» **Problem to work on**: Search the records for the word "RgbaImage". Copy every line where it appears.

==== Data records

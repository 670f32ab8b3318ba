//! Test fixtures: small PDFs and images built in memory.
//!
//! Shared by the unit tests and, through `tests/common`, the integration
//! tests.

use image::{DynamicImage, ImageFormat, RgbImage, RgbaImage};
use lopdf::{dictionary, Dictionary, Document, Object, Stream};
use std::io::Cursor;

/// Page content used by `blank_pdf` for page `n` (1-based)
pub fn page_text(n: u32) -> String {
    format!("BT /F1 12 Tf 50 700 Td (Original-{}) Tj ET", n)
}

/// A PDF with `num_pages` Letter-sized pages, each with an identifiable text stream
pub fn blank_pdf(num_pages: u32) -> Vec<u8> {
    let mut doc = Document::with_version("1.5");
    let pages_id = doc.new_object_id();

    let mut kids = Vec::new();
    for n in 1..=num_pages {
        let content_id = doc.add_object(Stream::new(Dictionary::new(), page_text(n).into_bytes()));
        let page_id = doc.add_object(dictionary! {
            "Type" => "Page",
            "Parent" => pages_id,
            "MediaBox" => vec![0.into(), 0.into(), 612.into(), 792.into()],
            "Contents" => content_id,
        });
        kids.push(Object::Reference(page_id));
    }

    doc.objects.insert(
        pages_id,
        Object::Dictionary(dictionary! {
            "Type" => "Pages",
            "Kids" => kids,
            "Count" => num_pages as i64,
        }),
    );
    let catalog_id = doc.add_object(dictionary! {
        "Type" => "Catalog",
        "Pages" => pages_id,
    });
    doc.trailer.set("Root", catalog_id);

    let mut bytes = Vec::new();
    doc.save_to(&mut bytes).unwrap();
    bytes
}

fn encode(img: DynamicImage, format: ImageFormat) -> Vec<u8> {
    let mut buf = Cursor::new(Vec::new());
    img.write_to(&mut buf, format).unwrap();
    buf.into_inner()
}

pub fn png_bytes(width: u32, height: u32) -> Vec<u8> {
    encode(
        DynamicImage::ImageRgb8(RgbImage::from_pixel(width, height, image::Rgb([10, 200, 10]))),
        ImageFormat::Png,
    )
}

pub fn transparent_png_bytes(width: u32, height: u32) -> Vec<u8> {
    encode(
        DynamicImage::ImageRgba8(RgbaImage::from_pixel(width, height, image::Rgba([10, 10, 200, 0]))),
        ImageFormat::Png,
    )
}

pub fn jpeg_bytes(width: u32, height: u32) -> Vec<u8> {
    encode(
        DynamicImage::ImageRgb8(RgbImage::from_pixel(width, height, image::Rgb([250, 180, 20]))),
        ImageFormat::Jpeg,
    )
}

/// GIF header only; nothing downstream decodes it
pub fn gif_bytes() -> Vec<u8> {
    b"GIF89a\x01\x00\x01\x00\x00\x00\x00;".to_vec()
}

========

» **Task response**:
use image::{DynamicImage, ImageFormat, RgbImage, RgbaImage};
        DynamicImage::ImageRgba8(RgbaImage::from_pixel(width, height, image::Rgba([10, 10, 200, 0]))),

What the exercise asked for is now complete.